We also know there is lots more to do and I still think drug target decision making is a difficult problem. We can fundamentally do a lot better in our understanding and definition of disease through patient stratification and by considering progression and treatment response. We are often treating the symptoms rather than the causes of disease. We can find interesting potential targets but not have the modalities to drug them (yet) or ability to connect them effectively to addressable biology. Some of the knowledge we take for granted in the community is incomplete, incorrect or much more dynamic than often represented. It’s still too easy to build a therapeutic hypothesis in a silo, without having the tools to enable systematic and strategic decision making to commit resources effectively to drug discovery programmes. Then even where we are successful, where basic research translates into a drug discovery programme, a drug candidate is found which proves safe and effective in the clinic, many drugs do not benefit all patients.

At Open Targets we have a great foundation to build from and address some of these challenges. To enable more granular, specific therapeutic hypothesis generation in terms of disease, target, tissue, cell and patient.
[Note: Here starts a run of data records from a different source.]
//! In-memory backing store. Behaves like the API server where the
//! reconcilers can observe it: NotFound, resourceVersion conflicts,
//! finalizer-gated deletion and uid-stable re-apply.

#![forbid(unsafe_code)]

use std::collections::BTreeMap;
use std::sync::{Mutex, MutexGuard};

use async_trait::async_trait;
use k8s_openapi::api::core::v1::Namespace;
use k8s_openapi::apimachinery::pkg::apis::meta::v1::{ObjectMeta, Time};
use nsclass_core::{AnnotationPatch, InventoryItem, NamespaceClass, Rendered};
use nsclass_kubehub::{Backend, BackendError, BackendResult, Deleted, EventKind};
use rustc_hash::FxHashMap;
use tracing::debug;

/// A stored object: applied body plus server-assigned identity.
#[derive(Debug, Clone, PartialEq)]
pub struct StoredObject {
    pub uid: String,
    pub body: serde_json::Value,
    pub field_manager: String,
    /// Number of applies since creation.
    pub applies: u64,
}

#[derive(Debug, Clone, PartialEq, Eq)]
pub struct RecordedEvent {
    pub namespace: String,
    pub kind: EventKind,
    pub reason: String,
    pub note: String,
}

/// One mutation seen by the store, in order.
#[derive(Debug, Clone, PartialEq, Eq)]
pub enum Write {
    Apply(InventoryItem),
    Delete(InventoryItem),
    Annotations(String),
    RemoveLabel(String),
    Finalizers(String),
}

#[derive(Default)]
struct State {
    rv: u64,
    namespaces: BTreeMap<String, Namespace>,
    classes: BTreeMap<String, NamespaceClass>,
    objects: FxHashMap<InventoryItem, StoredObject>,
    events: Vec<RecordedEvent>,
    writes: Vec<Write>,
    fail_apply: FxHashMap<String, String>,
    fail_delete: FxHashMap<String, String>,
    fail_label: FxHashMap<String, String>,
    fail_annotations: bool,
}

impl State {
    fn next_rv(&mut self) -> String {
        self.rv += 1;
        self.rv.to_string()
    }

    fn stamp(&mut self, meta: &mut ObjectMeta) {
        if meta.uid.is_none() {
            meta.uid = Some(uuid::Uuid::new_v4().to_string());
        }
        meta.resource_version = Some(self.next_rv());
    }
}

fn check_rv(kind: &str, name: &str, want: Option<&str>, have: Option<&str>) -> BackendResult<()> {
    match want {
        Some(w) if Some(w) != have => Err(BackendError::Conflict(format!(
            "{} {}: resourceVersion {} is stale (current {:?})",
            kind, name, w, have
        ))),
        _ => Ok(()),
    }
}

/// Thread-safe in-memory store.
#[derive(Default)]
pub struct MemStore {
    state: Mutex<State>,
}

impl MemStore {
    pub fn new() -> Self { Self::default() }

    fn lock(&self) -> MutexGuard<'_, State> {
        // A panicking test thread must not wedge the others.
        self.state.lock().unwrap_or_else(|p| p.into_inner())
    }

    // ---- seeding and user-side mutations ----

    pub fn put_namespace(&self, mut ns: Namespace) {
        let mut st = self.lock();
        st.stamp(&mut ns.metadata);
        let name = ns.metadata.name.clone().unwrap_or_default();
        st.namespaces.insert(name, ns);
    }

    pub fn put_class(&self, mut class: NamespaceClass) {
        let mut st = self.lock();
        st.stamp(&mut class.metadata);
        let name = class.metadata.name.clone().unwrap_or_default();
        st.classes.insert(name, class);
    }

    /// User edit of a namespace's labels (`None` removes).
    pub fn set_namespace_label(&self, ns: &str, key: &str, value: Option<&str>) {
        let mut st = self.lock();
        let rv = st.next_rv();
        if let Some(n) = st.namespaces.get_mut(ns) {
            let labels = n.metadata.labels.get_or_insert_with(BTreeMap::new);
            match value {
                Some(v) => { labels.insert(key.to_string(), v.to_string()); }
                None => { labels.remove(key); }
            }
            n.metadata.resource_version = Some(rv);
        }
    }

    /// Deletion request: sets the deletion timestamp while finalizers remain.
    pub fn delete_class(&self, name: &str) {
        let mut guard = self.lock();
        let st = &mut *guard;
        let rv = st.next_rv();
        let guarded = match st.classes.get(name) {
            Some(c) => c.metadata.finalizers.as_ref().map(|f| !f.is_empty()).unwrap_or(false),
            None => return,
        };
        if !guarded {
            st.classes.remove(name);
            return;
        }
        if let Some(c) = st.classes.get_mut(name) {
            c.metadata.deletion_timestamp.get_or_insert_with(|| Time(chrono::Utc::now()));
            c.metadata.resource_version = Some(rv);
        }
    }

    pub fn mark_namespace_deleting(&self, name: &str) {
        let mut st = self.lock();
        if let Some(n) = st.namespaces.get_mut(name) {
            n.metadata.deletion_timestamp = Some(Time(chrono::Utc::now()));
        }
    }

    /// Insert an object as if some earlier reconcile had applied it.
    pub fn seed_object(&self, item: InventoryItem, body: serde_json::Value) {
        let mut st = self.lock();
        let obj = StoredObject { uid: uuid::Uuid::new_v4().to_string(), body, field_manager: String::new(), applies: 1 };
        st.objects.insert(item, obj);
    }

    // ---- failure injection ----

    pub fn fail_apply_of_kind(&self, kind: &str, reason: &str) {
        self.lock().fail_apply.insert(kind.to_string(), reason.to_string());
    }

    pub fn fail_delete_of(&self, name: &str, reason: &str) {
        self.lock().fail_delete.insert(name.to_string(), reason.to_string());
    }

    pub fn fail_label_removal_on(&self, ns: &str, reason: &str) {
        self.lock().fail_label.insert(ns.to_string(), reason.to_string());
    }

    pub fn fail_annotation_writes(&self, on: bool) {
        self.lock().fail_annotations = on;
    }

    pub fn clear_failures(&self) {
        let mut st = self.lock();
        st.fail_apply.clear();
        st.fail_delete.clear();
        st.fail_label.clear();
        st.fail_annotations = false;
    }

    // ---- inspection ----

    pub fn namespace(&self, name: &str) -> Option<Namespace> { self.lock().namespaces.get(name).cloned() }

    pub fn class(&self, name: &str) -> Option<NamespaceClass> { self.lock().classes.get(name).cloned() }

    pub fn object(&self, item: &InventoryItem) -> Option<StoredObject> { self.lock().objects.get(item).cloned() }

    /// Stored object identities, sorted.
    pub fn objects(&self) -> Vec<InventoryItem> {
        let mut v: Vec<_> = self.lock().objects.keys().cloned().collect();
        v.sort();
        v
    }

    pub fn events(&self) -> Vec<RecordedEvent> { self.lock().events.clone() }

    pub fn writes(&self) -> Vec<Write> { self.lock().writes.clone() }

    pub fn take_writes(&self) -> Vec<Write> { std::mem::take(&mut self.lock().writes) }
}

#[async_trait]
impl Backend for MemStore {
    async fn get_namespace(&self, name: &str) -> BackendResult<Option<Namespace>> {
        Ok(self.lock().namespaces.get(name).cloned())
    }

    async fn list_namespaces(&self, key: &str, value: &str) -> BackendResult<Vec<Namespace>> {
        let st = self.lock();
        Ok(st
            .namespaces
            .values()
            .filter(|n| n.metadata.labels.as_ref().and_then(|l| l.get(key)).map(|v| v == value).unwrap_or(false))
            .cloned()
            .collect())
    }

    async fn get_class(&self, name: &str) -> BackendResult<Option<NamespaceClass>> {
        Ok(self.lock().classes.get(name).cloned())
    }

    async fn apply(&self, obj: &Rendered, field_manager: &str) -> BackendResult<InventoryItem> {
        let mut guard = self.lock();
        let st = &mut *guard;
        if let Some(reason) = st.fail_apply.get(&obj.item.kind) {
            return Err(BackendError::Rejected(reason.clone()));
        }
        if !st.namespaces.contains_key(&obj.item.namespace) {
            return Err(BackendError::NotFound(format!("namespace {}", obj.item.namespace)));
        }
        st.writes.push(Write::Apply(obj.item.clone()));
        match st.objects.get_mut(&obj.item) {
            Some(existing) => {
                existing.body = obj.body.clone();
                existing.field_manager = field_manager.to_string();
                existing.applies += 1;
            }
            None => {
                debug!(object = %obj.item, "created");
                let created = StoredObject {
                    uid: uuid::Uuid::new_v4().to_string(),
                    body: obj.body.clone(),
                    field_manager: field_manager.to_string(),
                    applies: 1,
                };
                st.objects.insert(obj.item.clone(), created);
            }
        }
        Ok(obj.item.clone())
    }

    async fn delete(&self, item: &InventoryItem) -> BackendResult<Deleted> {
        let mut st = self.lock();
        if let Some(reason) = st.fail_delete.get(&item.name) {
            return Err(BackendError::Rejected(reason.clone()));
        }
        st.writes.push(Write::Delete(item.clone()));
        Ok(match st.objects.remove(item) {
            Some(_) => Deleted::Removed,
            None => Deleted::AlreadyGone,
        })
    }

    async fn patch_namespace_annotations(
        &self,
        name: &str,
        resource_version: Option<&str>,
        patch: &AnnotationPatch,
    ) -> BackendResult<()> {
        let mut guard = self.lock();
        let st = &mut *guard;
        if st.fail_annotations {
            return Err(BackendError::Rejected("annotation writes disabled".into()));
        }
        let rv = st.next_rv();
        let ns = st.namespaces.get_mut(name).ok_or_else(|| BackendError::NotFound(name.to_string()))?;
        check_rv("namespace", name, resource_version, ns.metadata.resource_version.as_deref())?;
        patch.apply_to(ns.metadata.annotations.get_or_insert_with(BTreeMap::new));
        ns.metadata.resource_version = Some(rv);
        st.writes.push(Write::Annotations(name.to_string()));
        Ok(())
    }

    async fn remove_namespace_label(&self, name: &str, key: &str) -> BackendResult<()> {
        let mut guard = self.lock();
        let st = &mut *guard;
        if let Some(reason) = st.fail_label.get(name) {
            return Err(BackendError::Rejected(reason.clone()));
        }
        let rv = st.next_rv();
        let ns = st.namespaces.get_mut(name).ok_or_else(|| BackendError::NotFound(name.to_string()))?;
        if let Some(labels) = ns.metadata.labels.as_mut() {
            labels.remove(key);
        }
        ns.metadata.resource_version = Some(rv);
        st.writes.push(Write::RemoveLabel(name.to_string()));
        Ok(())
    }

    async fn set_class_finalizers(
        &self,
        name: &str,
        resource_version: Option<&str>,
        finalizers: Vec<String>,
    ) -> BackendResult<()> {
        let mut guard = self.lock();
        let st = &mut *guard;
        let rv = st.next_rv();
        let class = st.classes.get_mut(name).ok_or_else(|| BackendError::NotFound(name.to_string()))?;
        check_rv("namespaceclass", name, resource_version, class.metadata.resource_version.as_deref())?;
        let release = finalizers.is_empty() && class.metadata.deletion_timestamp.is_some();
        class.metadata.finalizers = Some(finalizers);
        class.metadata.resource_version = Some(rv);
        if release {
            st.classes.remove(name);
        }
        st.writes.push(Write::Finalizers(name.to_string()));
        Ok(())
    }

    async fn publish_event(&self, ns: &Namespace, kind: EventKind, reason: &str, note: String) -> BackendResult<()> {
        let namespace = ns.metadata.name.clone().unwrap_or_default();
        self.lock().events.push(RecordedEvent { namespace, kind, reason: reason.to_string(), note });
        Ok(())
    }
}

/// Namespace fixture with optional class label.
pub fn namespace(name: &str, class: Option<&str>) -> Namespace {
    let labels = class.map(|c| BTreeMap::from([(nsclass_core::CLASS_LABEL.to_string(), c.to_string())]));
    Namespace {
        metadata: ObjectMeta { name: Some(name.to_string()), labels, ..Default::default() },
        ..Default::default()
    }
}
To enable systematic evaluation and prioritisation of therapeutic hypothesis classes as well as the targets within them. To harness the capabilities of emerging transformational technologies in support of that and ultimately share our work to aid efforts to develop safe and effective new medicines.

 

There’s a lot to do and it can be intimidating, but what gets me out of bed in the morning is the progress we’ll make through our current projects and what we will be able to create together with our partners in the future.